So what I did was take a few pieces, some extra suction cups and a twisty tie, I make a loose loop so that the water sprite wouldn't get choked but would keep it more to the side or wherever I wanted it, and suction cupped that to the side so it wouldn't float away. This gives the higher light plants some chance where the water sprite isn't covering and then the low light plants would go underneath the water sprite.

And I don't know anyting about the Marselia Minuta either sorry.

Some other plants I suggest are larger Amazon Swords, although those are heavy root feeders so you'll need some root tabs to help them grow healthy. Also Water Wisteria (not the hygrophila difformis though) is a fast grower and will do well in any light setting.

Also java ferns are great for the lower plants as well as any smaller Anubias, both low light and will take care of breaking up the territory on the bottom half as well.

You can also use liquid fertilizers but do some research on those before you get them, some of the Seachem stuff can be really confusing. 

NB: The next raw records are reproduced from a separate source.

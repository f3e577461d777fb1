use rust_decimal::Decimal;
use serde::{Deserialize, Serialize};

/// Filter payload sent as the `query` parameter of the history endpoint
#[derive(Debug, Clone, Serialize, PartialEq, Eq)]
#[serde(rename_all = "camelCase")]
pub struct BitbayHistoryQuery {
    pub markets: Vec<String>, // e.g. BTC-PLN; empty means all markets
    #[serde(skip_serializing_if = "Option::is_none")]
    pub user_action: Option<String>, // Buy or Sell
    #[serde(skip_serializing_if = "Option::is_none")]
    pub from_time: Option<String>, // epoch milliseconds
    #[serde(skip_serializing_if = "Option::is_none")]
    pub to_time: Option<String>, // epoch milliseconds
    pub limit: String,
}

/// Response envelope, discriminated by its `status` field
#[derive(Debug, Deserialize)]
#[serde(tag = "status")]
pub enum BitbayResponse<T> {
    Ok(BitbayPage<T>),
    Fail {
        #[serde(default)]
        errors: Vec<String>,
    },
}

/// Successful history page
#[derive(Debug, Deserialize)]
#[serde(rename_all = "camelCase")]
pub struct BitbayPage<T> {
    #[serde(default = "Vec::new")]
    pub items: Vec<T>,
    pub total_rows: Option<String>,
    pub next_page_cursor: Option<String>,
}

impl<T> BitbayPage<T> {
    /// Rows matching the query on the server, which can exceed the page
    pub fn reported_total(&self) -> Option<usize> {
        self.total_rows.as_deref().and_then(|rows| rows.parse().ok())
    }
}

/// One executed transaction from `/trading/history/transactions`
#[derive(Debug, Deserialize, Serialize, Clone)]
#[serde(rename_all = "camelCase")]
pub struct BitbayTransaction {
    pub id: String,
    pub market: String,           // BASE-QUOTE, e.g. BTC-PLN
    pub time: String,             // epoch milliseconds as a string
    pub amount: Decimal,          // in base currency
    pub rate: Decimal,            // quote per base
    pub user_action: String,      // Buy or Sell, from the account owner's side
    pub initialized_by: Option<String>,
    pub was_taker: Option<bool>,
    pub offer_id: Option<String>,
    pub commission_value: Option<Decimal>,
}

Anyway....I think that's it.....yeah....I think so lol, sorry for the long post XD


----------



## Roemgie (May 6, 2012)

I never did tell you, you are AMAZING!! Thank you so much for all your help with everything!! I apologize for being so self absorbed!


----------



## lilnaugrim (Mar 27, 2013)

Aww that's quite alright Roemgie! I'm really glad that I could help with everything! And I generally learn new things as I go as well when I help people (like I look things up when I don't know) so it's also furthering my education and knowledge :-D

And don't worry, you were exciting and perhaps a tad overwhelmed with the whole sorority thing. It's easy to get that way, heck I'm still excited about my sorority and it's been set up 5 months now! haha It's very understandable so no worries ^_^


----------



## Roemgie (May 6, 2012)

lilnaugrim said:


> Aww that's quite alright Roemgie! I'm really glad that I could help with everything! And I generally learn new things as I go as well when I help people (like I look things up when I don't know) so it's also furthering my education and knowledge :-D
> 
> And don't worry, you were exciting and perhaps a tad overwhelmed with the whole sorority thing. It's easy to get that way, heck I'm still excited about my sorority and it's been set up 5 months now! haha It's very understandable so no worries ^_^


Yeah that's why I usually like helping but I feel like I'm just a noob LOL but i have to say there are some things that you just don't learn well or enough of unless you've experienced it! 

Yeah I feel like I've had it all up and going (not including taking down and moving) for 2-3 months now? Of course it became a whole new thing when I added all the new ladies so lol (and of course Ms turned to Mr for Maximus  )


----------



## darkangel (Jun 11, 2013)

I second cabomda, I have them in my tank too and they are great. if you can find red ones they are sooo pretty in a tank with other greener plants.

I also highly recommend you try wisteria, its very pretty and not too hard to care for. I have some in my tank too.

other one you might want to consider is dwarf hygro, it my holy grail plant. this stuff just grows like its nobodies business. Its very hardy and it absorbs ammonia really well too. It has very thin pretty green leaves, sometimes they turn red if they are super close to the light source.


----------